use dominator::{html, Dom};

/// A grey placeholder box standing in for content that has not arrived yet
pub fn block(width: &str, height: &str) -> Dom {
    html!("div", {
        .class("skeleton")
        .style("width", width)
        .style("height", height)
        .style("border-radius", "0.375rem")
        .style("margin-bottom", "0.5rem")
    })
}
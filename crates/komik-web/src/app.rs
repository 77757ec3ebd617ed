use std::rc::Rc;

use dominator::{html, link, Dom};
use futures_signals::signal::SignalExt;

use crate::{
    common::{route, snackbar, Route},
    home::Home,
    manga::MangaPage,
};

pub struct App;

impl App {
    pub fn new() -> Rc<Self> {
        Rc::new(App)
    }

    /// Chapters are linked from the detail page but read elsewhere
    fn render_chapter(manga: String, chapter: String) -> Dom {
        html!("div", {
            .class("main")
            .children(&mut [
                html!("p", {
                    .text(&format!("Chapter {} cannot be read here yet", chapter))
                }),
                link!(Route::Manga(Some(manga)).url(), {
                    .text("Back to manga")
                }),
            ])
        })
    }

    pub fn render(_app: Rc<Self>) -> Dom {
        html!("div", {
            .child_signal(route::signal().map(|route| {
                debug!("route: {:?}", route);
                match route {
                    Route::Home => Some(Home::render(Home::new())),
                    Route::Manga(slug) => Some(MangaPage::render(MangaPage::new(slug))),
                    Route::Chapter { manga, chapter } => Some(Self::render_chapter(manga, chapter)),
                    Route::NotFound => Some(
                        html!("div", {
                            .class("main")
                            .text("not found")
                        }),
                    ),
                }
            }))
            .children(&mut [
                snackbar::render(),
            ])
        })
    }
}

What this task involves :: The string "style" may appear in lines of the listing above; tally those lines and give the number only.

Response area :: 4